Where a line below includes the word "rows", copy that line.

Dataset records START

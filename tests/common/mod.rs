#![allow(dead_code)]

use async_trait::async_trait;
use blog_api::{
    AppConfig, AppState, MockCache, MockStorageService,
    cache::CacheState,
    models::{
        Category, CategoryOrder, CategoryRequest, CreatePostRequest, Post, PostCategoryEntry,
        PostType, PostTypeRequest, Role, UpdatePostRequest, User,
    },
    password::hash_password,
    repository::{RepoResult, Repository, RepositoryState},
    storage::StorageState,
};
use chrono::{DateTime, Duration, Utc};
use std::sync::{Arc, Mutex};
use uuid::Uuid;

pub const TEST_PASSWORD: &str = "Sup3rSecret!";

// --- In-memory Repository ---

#[derive(Default)]
struct Tables {
    users: Vec<User>,
    categories: Vec<Category>,
    post_types: Vec<PostType>,
    posts: Vec<Post>,
    post_categories: Vec<(i32, CategoryOrder)>,
    next_id: i32,
    // Monotonic clock so that creation order is observable in sorts.
    tick: i64,
}

impl Tables {
    fn next_id(&mut self) -> i32 {
        self.next_id += 1;
        self.next_id
    }

    fn now(&mut self) -> DateTime<Utc> {
        self.tick += 1;
        DateTime::<Utc>::UNIX_EPOCH + Duration::days(20_000) + Duration::seconds(self.tick)
    }

    fn live_post(&self, id: i32) -> Option<&Post> {
        self.posts.iter().find(|p| p.id == id && !p.is_deleted())
    }
}

/// InMemoryRepository
///
/// Behaves like `PostgresRepository` for everything the service layer relies on:
/// soft-delete filtering, join-row counting, ordering and view increments.
#[derive(Default)]
pub struct InMemoryRepository {
    tables: Mutex<Tables>,
    /// When true, `ping` fails as if the database were down.
    pub ping_fails: bool,
}

impl InMemoryRepository {
    pub fn new() -> Self {
        Self::default()
    }

    pub fn failing_ping() -> Self {
        Self {
            ping_fails: true,
            ..Self::default()
        }
    }

    /// Seeds a user with `TEST_PASSWORD` and the given role.
    pub fn seed_user(&self, email: &str, role: Role) -> User {
        let hashed = hash_password(TEST_PASSWORD).unwrap();
        let mut tables = self.tables.lock().unwrap();
        let now = tables.now();
        let user = User {
            id: Uuid::new_v4(),
            username: email.split('@').next().unwrap().to_string(),
            email: email.to_string(),
            password: hashed,
            role: role.as_str().to_string(),
            refresh_token: None,
            created_at: now,
            updated_at: now,
        };
        tables.users.push(user.clone());
        user
    }

    pub fn user(&self, id: Uuid) -> Option<User> {
        self.tables
            .lock()
            .unwrap()
            .users
            .iter()
            .find(|u| u.id == id)
            .cloned()
    }

    /// Raw row access, soft-deleted posts included.
    pub fn raw_post(&self, id: i32) -> Option<Post> {
        self.tables
            .lock()
            .unwrap()
            .posts
            .iter()
            .find(|p| p.id == id)
            .cloned()
    }

    pub fn positions(&self, post_id: i32) -> Vec<CategoryOrder> {
        self.tables
            .lock()
            .unwrap()
            .post_categories
            .iter()
            .filter(|(pid, _)| *pid == post_id)
            .map(|(_, order)| *order)
            .collect()
    }
}

#[async_trait]
impl Repository for InMemoryRepository {
    async fn ping(&self) -> RepoResult<DateTime<Utc>> {
        if self.ping_fails {
            return Err(sqlx::Error::PoolTimedOut);
        }
        Ok(Utc::now())
    }

    async fn find_user_by_id(&self, id: Uuid) -> RepoResult<Option<User>> {
        Ok(self.user(id))
    }

    async fn find_user_by_email(&self, email: &str) -> RepoResult<Option<User>> {
        Ok(self
            .tables
            .lock()
            .unwrap()
            .users
            .iter()
            .find(|u| u.email == email)
            .cloned())
    }

    async fn insert_user(
        &self,
        username: &str,
        email: &str,
        password_hash: &str,
    ) -> RepoResult<User> {
        let mut tables = self.tables.lock().unwrap();
        let now = tables.now();
        let user = User {
            id: Uuid::new_v4(),
            username: username.to_string(),
            email: email.to_string(),
            password: password_hash.to_string(),
            role: Role::User.as_str().to_string(),
            refresh_token: None,
            created_at: now,
            updated_at: now,
        };
        tables.users.push(user.clone());
        Ok(user)
    }

    async fn set_refresh_token(&self, id: Uuid, token: Option<&str>) -> RepoResult<()> {
        let mut tables = self.tables.lock().unwrap();
        if let Some(user) = tables.users.iter_mut().find(|u| u.id == id) {
            user.refresh_token = token.map(str::to_string);
        }
        Ok(())
    }

    async fn list_categories(&self) -> RepoResult<Vec<Category>> {
        Ok(self.tables.lock().unwrap().categories.clone())
    }

    async fn find_category(&self, id: i32) -> RepoResult<Option<Category>> {
        Ok(self
            .tables
            .lock()
            .unwrap()
            .categories
            .iter()
            .find(|c| c.id == id)
            .cloned())
    }

    async fn find_category_by_name(&self, name: &str) -> RepoResult<Option<Category>> {
        Ok(self
            .tables
            .lock()
            .unwrap()
            .categories
            .iter()
            .find(|c| c.name == name)
            .cloned())
    }

    async fn insert_category(&self, req: &CategoryRequest) -> RepoResult<Category> {
        let mut tables = self.tables.lock().unwrap();
        let id = tables.next_id();
        let now = tables.now();
        let category = Category {
            id,
            name: req.name.clone(),
            description: req.description.clone(),
            created_at: now,
            updated_at: now,
        };
        tables.categories.push(category.clone());
        Ok(category)
    }

    async fn update_category(
        &self,
        id: i32,
        req: &CategoryRequest,
    ) -> RepoResult<Option<Category>> {
        let mut tables = self.tables.lock().unwrap();
        let now = tables.now();
        Ok(tables.categories.iter_mut().find(|c| c.id == id).map(|c| {
            c.name = req.name.clone();
            c.description = req.description.clone();
            c.updated_at = now;
            c.clone()
        }))
    }

    async fn delete_category(&self, id: i32) -> RepoResult<bool> {
        let mut tables = self.tables.lock().unwrap();
        let before = tables.categories.len();
        tables.categories.retain(|c| c.id != id);
        tables.post_categories.retain(|(_, o)| o.category_id != id);
        Ok(tables.categories.len() < before)
    }

    async fn posts_in_category(&self, category_id: i32) -> RepoResult<Vec<Post>> {
        let tables = self.tables.lock().unwrap();
        let mut rows: Vec<&(i32, CategoryOrder)> = tables
            .post_categories
            .iter()
            .filter(|(_, o)| o.category_id == category_id)
            .collect();
        rows.sort_by_key(|(_, o)| o.position);
        Ok(rows
            .into_iter()
            .filter_map(|(pid, _)| tables.live_post(*pid).cloned())
            .collect())
    }

    async fn list_post_types(&self) -> RepoResult<Vec<PostType>> {
        let mut types = self.tables.lock().unwrap().post_types.clone();
        types.sort_by_key(|t| (t.display_order, t.id));
        Ok(types)
    }

    async fn find_post_type(&self, id: i32) -> RepoResult<Option<PostType>> {
        Ok(self
            .tables
            .lock()
            .unwrap()
            .post_types
            .iter()
            .find(|t| t.id == id)
            .cloned())
    }

    async fn insert_post_type(&self, req: &PostTypeRequest) -> RepoResult<PostType> {
        let mut tables = self.tables.lock().unwrap();
        let id = tables.next_id();
        let now = tables.now();
        let post_type = PostType {
            id,
            name: req.name.clone(),
            description: req.description.clone(),
            display_order: req.order,
            created_at: now,
            updated_at: now,
        };
        tables.post_types.push(post_type.clone());
        Ok(post_type)
    }

    async fn update_post_type(
        &self,
        id: i32,
        req: &PostTypeRequest,
    ) -> RepoResult<Option<PostType>> {
        let mut tables = self.tables.lock().unwrap();
        let now = tables.now();
        Ok(tables.post_types.iter_mut().find(|t| t.id == id).map(|t| {
            t.name = req.name.clone();
            t.description = req.description.clone();
            t.display_order = req.order;
            t.updated_at = now;
            t.clone()
        }))
    }

    async fn delete_post_type(&self, id: i32) -> RepoResult<bool> {
        let mut tables = self.tables.lock().unwrap();
        let before = tables.post_types.len();
        tables.post_types.retain(|t| t.id != id);
        for post in tables.posts.iter_mut() {
            if post.post_type_id == Some(id) {
                post.post_type_id = None;
            }
        }
        Ok(tables.post_types.len() < before)
    }

    async fn list_posts(&self) -> RepoResult<Vec<Post>> {
        let mut posts: Vec<Post> = self
            .tables
            .lock()
            .unwrap()
            .posts
            .iter()
            .filter(|p| !p.is_deleted())
            .cloned()
            .collect();
        posts.sort_by(|a, b| b.created_at.cmp(&a.created_at).then(b.id.cmp(&a.id)));
        Ok(posts)
    }

    async fn count_category_entries(&self, category_id: i32) -> RepoResult<i64> {
        Ok(self
            .tables
            .lock()
            .unwrap()
            .post_categories
            .iter()
            .filter(|(_, o)| o.category_id == category_id)
            .count() as i64)
    }

    async fn insert_post(
        &self,
        author_id: Uuid,
        req: &CreatePostRequest,
        categories: &[CategoryOrder],
    ) -> RepoResult<Post> {
        let mut tables = self.tables.lock().unwrap();
        let id = tables.next_id();
        let now = tables.now();
        let post = Post {
            id,
            title: req.title.clone(),
            subtitle: req.subtitle.clone(),
            content: req.content.clone(),
            video_url: req.video_url.clone(),
            published: req.published,
            published_date: req.published_date,
            author_id,
            post_type_id: req.post_type_id,
            thumbnail_image_url: req.thumbnail_image_url.clone(),
            views: 0,
            deleted_at: None,
            created_at: now,
            updated_at: now,
        };
        tables.posts.push(post.clone());
        tables
            .post_categories
            .extend(categories.iter().map(|order| (id, *order)));
        Ok(post)
    }

    async fn find_post(&self, id: i32) -> RepoResult<Option<Post>> {
        Ok(self.tables.lock().unwrap().live_post(id).cloned())
    }

    async fn view_post(&self, id: i32) -> RepoResult<Option<Post>> {
        let mut tables = self.tables.lock().unwrap();
        Ok(tables
            .posts
            .iter_mut()
            .find(|p| p.id == id && !p.is_deleted())
            .map(|p| {
                p.views += 1;
                p.clone()
            }))
    }

    async fn post_category_entries(&self, post_id: i32) -> RepoResult<Vec<PostCategoryEntry>> {
        let tables = self.tables.lock().unwrap();
        let mut entries: Vec<PostCategoryEntry> = tables
            .post_categories
            .iter()
            .filter(|(pid, _)| *pid == post_id)
            .filter_map(|(_, o)| {
                tables
                    .categories
                    .iter()
                    .find(|c| c.id == o.category_id)
                    .map(|c| PostCategoryEntry {
                        category_id: o.category_id,
                        name: c.name.clone(),
                        is_main: o.is_main,
                        position: o.position,
                    })
            })
            .collect();
        entries.sort_by_key(|e| e.category_id);
        Ok(entries)
    }

    async fn update_post(&self, id: i32, req: &UpdatePostRequest) -> RepoResult<Option<Post>> {
        let mut tables = self.tables.lock().unwrap();
        let now = tables.now();
        Ok(tables
            .posts
            .iter_mut()
            .find(|p| p.id == id && !p.is_deleted())
            .map(|p| {
                if let Some(title) = &req.title {
                    p.title = title.clone();
                }
                if let Some(subtitle) = &req.subtitle {
                    p.subtitle = Some(subtitle.clone());
                }
                if let Some(content) = &req.content {
                    p.content = content.clone();
                }
                if let Some(video_url) = &req.video_url {
                    p.video_url = Some(video_url.clone());
                }
                if let Some(published) = req.published {
                    p.published = published;
                }
                if let Some(date) = req.published_date {
                    p.published_date = Some(date);
                }
                if let Some(post_type_id) = req.post_type_id {
                    p.post_type_id = Some(post_type_id);
                }
                if let Some(url) = &req.thumbnail_image_url {
                    p.thumbnail_image_url = Some(url.clone());
                }
                p.updated_at = now;
                p.clone()
            }))
    }

    async fn delete_post_categories(&self, post_id: i32) -> RepoResult<()> {
        self.tables
            .lock()
            .unwrap()
            .post_categories
            .retain(|(pid, _)| *pid != post_id);
        Ok(())
    }

    async fn insert_post_categories(
        &self,
        post_id: i32,
        categories: &[CategoryOrder],
    ) -> RepoResult<()> {
        self.tables
            .lock()
            .unwrap()
            .post_categories
            .extend(categories.iter().map(|order| (post_id, *order)));
        Ok(())
    }

    async fn soft_delete_post(&self, id: i32) -> RepoResult<bool> {
        let mut tables = self.tables.lock().unwrap();
        let now = tables.now();
        match tables
            .posts
            .iter_mut()
            .find(|p| p.id == id && !p.is_deleted())
        {
            Some(post) => {
                post.deleted_at = Some(now);
                Ok(true)
            }
            None => Ok(false),
        }
    }

    async fn main_posts_for_category(
        &self,
        category_id: i32,
        limit: i64,
    ) -> RepoResult<Vec<Post>> {
        let tables = self.tables.lock().unwrap();
        let mut rows: Vec<(i32, &Post)> = tables
            .post_categories
            .iter()
            .filter(|(_, o)| o.category_id == category_id && o.is_main)
            .filter_map(|(pid, o)| tables.live_post(*pid).map(|p| (o.position, p)))
            .collect();
        rows.sort_by(|a, b| a.0.cmp(&b.0).then(a.1.created_at.cmp(&b.1.created_at)));
        Ok(rows
            .into_iter()
            .take(limit.max(0) as usize)
            .map(|(_, p)| p.clone())
            .collect())
    }
}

Dataset records END

Result for this exercise
        let mut rows: Vec<&(i32, CategoryOrder)> = tables
        rows.sort_by_key(|(_, o)| o.position);
        Ok(rows
        let mut rows: Vec<(i32, &Post)> = tables
        rows.sort_by(|a, b| a.0.cmp(&b.0).then(a.1.created_at.cmp(&b.1.created_at)));
        Ok(rows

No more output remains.